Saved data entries
=== Section Start ===

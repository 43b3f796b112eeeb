use std::path::PathBuf;

use clap::Parser;
use stowage_engine::StowageConfig;

#[derive(Parser, Debug)]
#[command(name = "stowage")]
#[command(author, version, about = "Archive HLS titles into verified per-title directories", long_about = None)]
pub struct Args {
    /// Title ids to archive
    pub ids: Vec<String>,

    /// Read title ids from a file, one per line (`#` starts a comment)
    #[arg(short = 'i', long, value_name = "FILE")]
    pub ids_file: Option<PathBuf>,

    /// Configuration file (default: <config dir>/stowage/config.toml)
    #[arg(short, long, env = "STOWAGE_CONFIG", value_name = "FILE")]
    pub config: Option<PathBuf>,

    /// Directory that receives one sub-directory per title
    #[arg(short, long, value_name = "DIR")]
    pub output: Option<PathBuf>,

    /// Title API base URL
    #[arg(long, env = "STOWAGE_API_URL", value_name = "URL")]
    pub api_url: Option<String>,

    /// Keep VP9 variants
    #[arg(long)]
    pub no_exclude_vp9: bool,

    /// Total attempts per fragment and per manifest request
    #[arg(long, value_name = "N")]
    pub retry_limit: Option<u32>,

    /// Titles, and fragment transfers, processed at the same time
    #[arg(short = 'j', long, value_name = "N")]
    pub concurrency: Option<usize>,

    /// Stop starting titles once free space drops below this many bytes (0 disables)
    #[arg(long, value_name = "BYTES")]
    pub disk_floor: Option<u64>,

    /// Fetch titles again even if their status says Done
    #[arg(long)]
    pub force: bool,

    /// Print the final reports as JSON
    #[arg(long)]
    pub json: bool,

    /// Debug logging
    #[arg(short, long, conflicts_with = "quiet")]
    pub verbose: bool,

    /// Only log errors and hide the progress bar
    #[arg(short, long)]
    pub quiet: bool,

    /// Also write daily-rotated log files into this directory
    #[arg(long, value_name = "DIR")]
    pub log_dir: Option<PathBuf>,
}

impl Args {
    /// Applies command line overrides on top of the file configuration.
    pub fn apply_overrides(&self, config: &mut StowageConfig) {
        if let Some(output) = &self.output {
            config.output_dir = output.clone();
        }
        if let Some(url) = &self.api_url {
            config.api.base_url = Some(url.clone());
        }
        if self.no_exclude_vp9 {
            config.exclude_vp9 = false;
        }
        if let Some(limit) = self.retry_limit {
            config.retry_limit = limit;
        }
        if let Some(concurrency) = self.concurrency {
            config.concurrency = concurrency;
        }
        if let Some(floor) = self.disk_floor {
            config.disk_space_floor = floor;
        }
        if self.force {
            config.skip_completed = false;
        }
    }
}

#[cfg(test)]
mod tests {
    use super::*;

    #[test]
    fn test_overrides() {
        let args = Args::parse_from([
            "stowage",
            "--no-exclude-vp9",
            "--retry-limit",
            "5",
            "-j",
            "8",
            "--disk-floor",
            "0",
            "--force",
            "-o",
            "/data/titles",
            "101",
            "102",
        ]);
        assert_eq!(args.ids, vec!["101", "102"]);

        let mut config = StowageConfig::default();
        args.apply_overrides(&mut config);
        assert!(!config.exclude_vp9);
        assert_eq!(config.retry_limit, 5);
        assert_eq!(config.concurrency, 8);
        assert_eq!(config.disk_space_floor, 0);
        assert!(!config.skip_completed);
        assert_eq!(config.output_dir, PathBuf::from("/data/titles"));
    }

    #[test]
    fn test_no_flags_keep_file_values() {
        let args = Args::parse_from(["stowage", "1"]);
        let mut config = StowageConfig {
            retry_limit: 7,
            ..Default::default()
        };
        args.apply_overrides(&mut config);
        assert_eq!(config.retry_limit, 7);
        assert!(config.exclude_vp9);
    }

    #[test]
    fn test_verbose_and_quiet_conflict() {
        assert!(Args::try_parse_from(["stowage", "-v", "-q", "1"]).is_err());
    }
}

=== Section End ===

### What to work on
Every entry should be retyped exactly as it appears.

### Answer to this problem
repository 43b3f796b112eeeb
use std::path::PathBuf;

use clap::Parser;
use stowage_engine::StowageConfig;

#[derive(Parser, Debug)]
#[command(name = "stowage")]
#[command(author, version, about = "Archive HLS titles into verified per-title directories", long_about = None)]
pub struct Args {
    /// Title ids to archive
    pub ids: Vec<String>,

    /// Read title ids from a file, one per line (`#` starts a comment)
    #[arg(short = 'i', long, value_name = "FILE")]
    pub ids_file: Option<PathBuf>,

    /// Configuration file (default: <config dir>/stowage/config.toml)
    #[arg(short, long, env = "STOWAGE_CONFIG", value_name = "FILE")]
    pub config: Option<PathBuf>,

    /// Directory that receives one sub-directory per title
    #[arg(short, long, value_name = "DIR")]
    pub output: Option<PathBuf>,

    /// Title API base URL
    #[arg(long, env = "STOWAGE_API_URL", value_name = "URL")]
    pub api_url: Option<String>,

    /// Keep VP9 variants
    #[arg(long)]
    pub no_exclude_vp9: bool,

    /// Total attempts per fragment and per manifest request
    #[arg(long, value_name = "N")]
    pub retry_limit: Option<u32>,

    /// Titles, and fragment transfers, processed at the same time
    #[arg(short = 'j', long, value_name = "N")]
    pub concurrency: Option<usize>,

    /// Stop starting titles once free space drops below this many bytes (0 disables)
    #[arg(long, value_name = "BYTES")]
    pub disk_floor: Option<u64>,

    /// Fetch titles again even if their status says Done
    #[arg(long)]
    pub force: bool,

    /// Print the final reports as JSON
    #[arg(long)]
    pub json: bool,

    /// Debug logging
    #[arg(short, long, conflicts_with = "quiet")]
    pub verbose: bool,

    /// Only log errors and hide the progress bar
    #[arg(short, long)]
    pub quiet: bool,

    /// Also write daily-rotated log files into this directory
    #[arg(long, value_name = "DIR")]
    pub log_dir: Option<PathBuf>,
}

impl Args {
    /// Applies command line overrides on top of the file configuration.
    pub fn apply_overrides(&self, config: &mut StowageConfig) {
        if let Some(output) = &self.output {
            config.output_dir = output.clone();
        }
        if let Some(url) = &self.api_url {
            config.api.base_url = Some(url.clone());
        }
        if self.no_exclude_vp9 {
            config.exclude_vp9 = false;
        }
        if let Some(limit) = self.retry_limit {
            config.retry_limit = limit;
        }
        if let Some(concurrency) = self.concurrency {
            config.concurrency = concurrency;
        }
        if let Some(floor) = self.disk_floor {
            config.disk_space_floor = floor;
        }
        if self.force {
            config.skip_completed = false;
        }
    }
}

#[cfg(test)]
mod tests {
    use super::*;

    #[test]
    fn test_overrides() {
        let args = Args::parse_from([
            "stowage",
            "--no-exclude-vp9",
            "--retry-limit",
            "5",
            "-j",
            "8",
            "--disk-floor",
            "0",
            "--force",
            "-o",
            "/data/titles",
            "101",
            "102",
        ]);
        assert_eq!(args.ids, vec!["101", "102"]);

        let mut config = StowageConfig::default();
        args.apply_overrides(&mut config);
        assert!(!config.exclude_vp9);
        assert_eq!(config.retry_limit, 5);
        assert_eq!(config.concurrency, 8);
        assert_eq!(config.disk_space_floor, 0);
        assert!(!config.skip_completed);
        assert_eq!(config.output_dir, PathBuf::from("/data/titles"));
    }

    #[test]
    fn test_no_flags_keep_file_values() {
        let args = Args::parse_from(["stowage", "1"]);
        let mut config = StowageConfig {
            retry_limit: 7,
            ..Default::default()
        };
        args.apply_overrides(&mut config);
        assert_eq!(config.retry_limit, 7);
        assert!(config.exclude_vp9);
    }

    #[test]
    fn test_verbose_and_quiet_conflict() {
        assert!(Args::try_parse_from(["stowage", "-v", "-q", "1"]).is_err());
    }
}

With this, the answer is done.